Asbestos causing rise in Canadian workplace deaths

December 12th, 2006

A Canadian study has found that 70% of a recent rise in workplace deaths can be blamed on asbestos-related illnesses. The study, “Five Deaths a Day: Workplace Fatalities in Canada, 1993–2005,” says that workplace deaths rose from 958 in 2004 to 1,097 in 2005. More than 30% of these deaths were related to asbestos exposure.

The 340 asbestos-related deaths last year were a sharp rise from the fewer than 60 that occurred a decade earlier. The Centre for the Study of Living Standards, the non-profit organization that conducted the study, blamed the rise on the long latency period of asbestos-related diseases, especially mesothelioma.

Mesothelioma is a severe cancer of the lungs, heart or abdomen that can only be caused by asbestos exposure. Patients who receive a mesothelioma diagnosis have an average life-expectancy of only one to five years. But it can take as long as 20 to 50 years before a person who has been exposed to asbestos begins to show any mesothelioma symptoms. Because of this, many of those who worked with or around asbestos before the safety regulations of the 1960s and 1970s are only now receiving a mesothelioma diagnosis.

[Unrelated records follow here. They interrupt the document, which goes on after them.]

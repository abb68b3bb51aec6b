//! Beo event manager
//!
//! Session layer for Bang & Olufsen devices: connection supervision, the link
//! worker, source list assembly and the software update boundary, wired
//! around the router from `beo-stream` and the reconciler from `beo-state`.
//!
//! # Usage
//!
//! ```rust,no_run
//! use beo_event_manager::{DeviceSession, LinkEvent, SessionConfig};
//! use beo_stream::{Payload, Topic};
//!
//! # async fn example(link: impl futures::Stream<Item = LinkEvent> + Send + 'static)
//! #     -> beo_event_manager::Result<()> {
//! let session = DeviceSession::new(SessionConfig::new("30020041"))?;
//!
//! session.subscribe(Topic::ConnectionStatus, |payload| {
//!     if let Payload::ConnectionStatus { connected, .. } = payload {
//!         println!("connected: {}", connected);
//!     }
//! });
//!
//! let worker = session.spawn_link(link);
//! let stats = worker.join().await?;
//! println!("{} notifications", stats.notifications);
//! # Ok(())
//! # }
//! ```

pub mod config;
pub mod error;
pub mod session;
pub mod software_update;
pub mod sources;
pub mod supervisor;
pub mod worker;

pub use config::{DiagnosticMode, SessionConfig, SourceListOptions, DEFAULT_API_VERSION};
pub use error::{ApiError, EventManagerError, Result};
pub use session::DeviceSession;
pub use software_update::{DeviceRegistry, SoftwareUpdateWatcher, SoftwareVersionSource};
pub use sources::{
    assemble_source_list, AudioSource, MenuContent, MenuItem, SourceApi, SourceEntry, SourceKind,
    SourceList, SourceListWatcher,
};
pub use supervisor::{ConnectionState, ConnectionSupervisor};
pub use worker::{run_link_loop, LinkEvent, LinkStats, LinkWorker};
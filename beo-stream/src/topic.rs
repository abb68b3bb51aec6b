//! Topics and the payloads delivered on them

use std::fmt;

use crate::device_id::DeviceId;
use crate::key_event::KeyEvent;
use crate::notification::{
    ListeningModeRef, PlaybackContentMetadata, PlaybackError, PlaybackProgress, RenderingState,
    SoftwareUpdateState, Source, VolumeState,
};

/// Fan-out key used by the [`NotificationRouter`](crate::NotificationRouter)
///
/// The set is closed. `Button` and `RemoteKey` are parameterized by a key
/// extracted from the notification payload.
#[derive(Debug, Clone, PartialEq, Eq, Hash)]
pub enum Topic {
    PlaybackState,
    PlaybackProgress,
    PlaybackMetadata,
    PlaybackSource,
    SourceChange,
    Volume,
    ConnectionStatus,
    /// Peers, listeners and available listeners changed; re-query
    Beolink,
    /// Device configuration (e.g. friendly name) changed; re-query
    Configuration,
    /// Remote menu (video sources) changed; re-query
    RemoteMenuChanged,
    /// Device button, keyed by button id
    Button(String),
    /// Beoremote key, keyed by `submenu/key`
    RemoteKey(String),
    SoftwareUpdate,
    ActiveListeningMode,
    PlaybackError,
}

impl Topic {
    pub fn button(id: impl Into<String>) -> Self {
        Topic::Button(id.into())
    }

    pub fn remote_key(path: impl Into<String>) -> Self {
        Topic::RemoteKey(path.into())
    }

    /// Topics whose subscribers receive [`Payload::Empty`]
    pub fn is_signal_only(&self) -> bool {
        matches!(
            self,
            Topic::Beolink | Topic::Configuration | Topic::RemoteMenuChanged
        )
    }
}

impl fmt::Display for Topic {
    fn fmt(&self, f: &mut fmt::Formatter<'_>) -> fmt::Result {
        match self {
            Topic::PlaybackState => f.write_str("PlaybackState"),
            Topic::PlaybackProgress => f.write_str("PlaybackProgress"),
            Topic::PlaybackMetadata => f.write_str("PlaybackMetadata"),
            Topic::PlaybackSource => f.write_str("PlaybackSource"),
            Topic::SourceChange => f.write_str("SourceChange"),
            Topic::Volume => f.write_str("Volume"),
            Topic::ConnectionStatus => f.write_str("ConnectionStatus"),
            Topic::Beolink => f.write_str("Beolink"),
            Topic::Configuration => f.write_str("Configuration"),
            Topic::RemoteMenuChanged => f.write_str("RemoteMenuChanged"),
            Topic::Button(id) => write!(f, "Button:{}", id),
            Topic::RemoteKey(path) => write!(f, "RemoteKey:{}", path),
            Topic::SoftwareUpdate => f.write_str("SoftwareUpdate"),
            Topic::ActiveListeningMode => f.write_str("ActiveListeningMode"),
            Topic::PlaybackError => f.write_str("PlaybackError"),
        }
    }
}

/// Value handed to topic subscribers
#[derive(Debug, Clone, PartialEq)]
pub enum Payload {
    PlaybackState(RenderingState),
    PlaybackProgress(PlaybackProgress),
    PlaybackMetadata(PlaybackContentMetadata),
    PlaybackSource(Source),
    SourceChange(Source),
    Volume(VolumeState),
    SoftwareUpdate(SoftwareUpdateState),
    ActiveListeningMode(ListeningModeRef),
    PlaybackError(PlaybackError),
    /// Translated button / remote key event
    Key(KeyEvent),
    ConnectionStatus { device_id: DeviceId, connected: bool },
    /// No payload; subscribers re-query the device
    Empty,
}

impl Payload {
    pub fn is_empty(&self) -> bool {
        matches!(self, Payload::Empty)
    }
}
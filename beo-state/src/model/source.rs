//! Sources and the well-known source table

use beo_stream::Source;
use serde::{Deserialize, Serialize};

/// Source id and name as last reported or derived
#[derive(Debug, Clone, PartialEq, Eq, Serialize, Deserialize)]
pub struct SourceRef {
    pub id: String,
    pub name: Option<String>,
    pub is_seekable: bool,
}

impl SourceRef {
    pub fn new(id: impl Into<String>, name: impl Into<String>) -> Self {
        Self {
            id: id.into(),
            name: Some(name.into()),
            is_seekable: false,
        }
    }

    /// Convert a reported source; `None` when it carries no id
    pub fn from_source(source: &Source) -> Option<Self> {
        let id = source.id.as_deref().filter(|id| !id.is_empty())?;
        Some(Self {
            id: id.to_string(),
            name: source.name.clone(),
            is_seekable: source.is_seekable.unwrap_or(false),
        })
    }

    /// Name if known, else the id
    pub fn display_name(&self) -> &str {
        self.name.as_deref().unwrap_or(&self.id)
    }
}

/// A source with a fixed id and the friendly name the device uses for it
#[derive(Debug, Clone, PartialEq, Eq, Serialize, Deserialize)]
pub struct KnownSource {
    pub id: String,
    pub name: String,
}

impl KnownSource {
    pub fn new(id: impl Into<String>, name: impl Into<String>) -> Self {
        Self {
            id: id.into(),
            name: name.into(),
        }
    }

    pub fn matches(&self, source: &SourceRef) -> bool {
        self.id == source.id
    }

    pub fn to_source_ref(&self) -> SourceRef {
        SourceRef::new(self.id.clone(), self.name.clone())
    }
}

/// Ids and friendly names the state heuristics rely on
#[derive(Debug, Clone, PartialEq, Eq, Serialize, Deserialize)]
pub struct KnownSources {
    pub line_in: KnownSource,
    /// Wireless (Bluetooth) input
    pub bluetooth: KnownSource,
    /// Optical (S/PDIF) input
    pub optical: KnownSource,
    /// Generic casting source
    pub cast: KnownSource,
    pub uri_streamer: KnownSource,
}

impl Default for KnownSources {
    fn default() -> Self {
        Self {
            line_in: KnownSource::new("lineIn", "Line-In"),
            bluetooth: KnownSource::new("bluetooth", "Bluetooth"),
            optical: KnownSource::new("spdif", "Optical"),
            cast: KnownSource::new("chromeCast", "Chromecast built-in"),
            uri_streamer: KnownSource::new("uriStreamer", "Audio Streamer"),
        }
    }
}

impl KnownSources {
    pub fn iter(&self) -> impl Iterator<Item = &KnownSource> {
        [
            &self.line_in,
            &self.bluetooth,
            &self.optical,
            &self.cast,
            &self.uri_streamer,
        ]
        .into_iter()
    }

    /// Physical inputs whose position restarts when selected
    pub fn resets_progress(&self, source: &SourceRef) -> bool {
        self.line_in.matches(source) || self.optical.matches(source)
    }

    /// Inputs that never carry their own metadata
    pub fn is_local_input(&self, source: &SourceRef) -> bool {
        self.bluetooth.matches(source) || self.line_in.matches(source) || self.optical.matches(source)
    }
}

#[cfg(test)]
mod tests {
    use super::*;

    #[test]
    fn test_from_source_requires_id() {
        assert_eq!(SourceRef::from_source(&Source::default()), None);

        let mut source = Source::new("tidal", "TIDAL");
        source.is_seekable = Some(true);
        let source = SourceRef::from_source(&source).unwrap();
        assert_eq!(source.id, "tidal");
        assert!(source.is_seekable);
    }

    #[test]
    fn test_display_name_falls_back_to_id() {
        let source = SourceRef {
            id: "netRadio".to_string(),
            name: None,
            is_seekable: false,
        };
        assert_eq!(source.display_name(), "netRadio");
    }

    #[test]
    fn test_default_known_sources() {
        let known = KnownSources::default();
        assert_eq!(known.iter().count(), 5);
        assert!(known.resets_progress(&SourceRef::new("spdif", "Optical")));
        assert!(!known.resets_progress(&SourceRef::new("bluetooth", "Bluetooth")));
        assert!(known.is_local_input(&SourceRef::new("bluetooth", "Bluetooth")));
        assert!(!known.is_local_input(&SourceRef::new("chromeCast", "Chromecast built-in")));
    }
}
//! Logical key events
//!
//! Buttons and Beoremote keys report raw device key states. Subscribers of the
//! `Button:<id>` and `RemoteKey:<path>` topics receive these translated events
//! instead of the raw payload.

use serde::{Deserialize, Serialize};
use std::fmt;

/// Logical key event delivered on button and remote-key topics
#[derive(Debug, Clone, Copy, PartialEq, Eq, Hash, Serialize, Deserialize)]
#[serde(rename_all = "snake_case")]
pub enum KeyEvent {
    /// Remote key went down
    Press,
    /// Remote key went up
    Release,
    /// Device button released after a short press
    ShortPress,
    /// Device button held past the long-press timeout
    LongPress,
    /// Device button released after a long press
    LongPressRelease,
    /// Device button held past the very-long-press timeout
    VeryLongPress,
    /// Device button released after a very long press
    VeryLongPressRelease,
}

/// Device button states and their logical events
const BUTTON_STATES: &[(&str, KeyEvent)] = &[
    ("shortPress (Release)", KeyEvent::ShortPress),
    ("longPress (Timeout)", KeyEvent::LongPress),
    ("longPress (Release)", KeyEvent::LongPressRelease),
    ("veryLongPress (Timeout)", KeyEvent::VeryLongPress),
    ("veryLongPress (Release)", KeyEvent::VeryLongPressRelease),
];

/// Beoremote key event types and their logical events
const REMOTE_KEY_TYPES: &[(&str, KeyEvent)] = &[
    ("KeyPress", KeyEvent::Press),
    ("KeyRelease", KeyEvent::Release),
];

impl KeyEvent {
    /// Translate a device button state
    pub fn from_button_state(state: &str) -> Option<Self> {
        lookup(BUTTON_STATES, state)
    }

    /// Translate a Beoremote key event type
    pub fn from_remote_key_type(event_type: &str) -> Option<Self> {
        lookup(REMOTE_KEY_TYPES, event_type)
    }

    pub fn as_str(&self) -> &'static str {
        match self {
            KeyEvent::Press => "press",
            KeyEvent::Release => "release",
            KeyEvent::ShortPress => "short_press",
            KeyEvent::LongPress => "long_press",
            KeyEvent::LongPressRelease => "long_press_release",
            KeyEvent::VeryLongPress => "very_long_press",
            KeyEvent::VeryLongPressRelease => "very_long_press_release",
        }
    }

    /// Whether this event ends a key interaction
    pub fn is_release(&self) -> bool {
        matches!(
            self,
            KeyEvent::Release
                | KeyEvent::ShortPress
                | KeyEvent::LongPressRelease
                | KeyEvent::VeryLongPressRelease
        )
    }
}

fn lookup(table: &[(&str, KeyEvent)], raw: &str) -> Option<KeyEvent> {
    table
        .iter()
        .find(|(name, _)| *name == raw)
        .map(|(_, event)| *event)
}

impl fmt::Display for KeyEvent {
    fn fmt(&self, f: &mut fmt::Formatter<'_>) -> fmt::Result {
        f.write_str(self.as_str())
    }
}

According to the International Labour Organization, about 100,000 workers die each year from asbestos diseases. In addition to workers in Canada’s mining industry, transportation workers, auto mechanics and building workers have been affected by asbestos-related illnesses. Because of its heat-resistant properties, asbestos was commonly used in machine and auto parts, building materials and other commercial products until the 1970s, when its use was restricted because of health risks. Because of this, more than half of all work-related deaths from 1996 to 2004 were among workers in Canada’s trades or transport industry.

Despite the high number of deaths from mesothelioma, asbestosis, lung cancer and other asbestos diseases, the study predicted that deaths from these illnesses would not peak until 2010 to 2020. By that point, most of the workers who were exposed to asbestos before the safety regulations will begin to exceed the expected latency period for asbestos-related diseases.

Because so many workplace deaths occur among workers in Canada’s mining industry, the report called for a national ban on asbestos mining. Although asbestos use is severely restricted in Canada, the country continues to export the deadly mineral to developing countries, where regulations are less strict.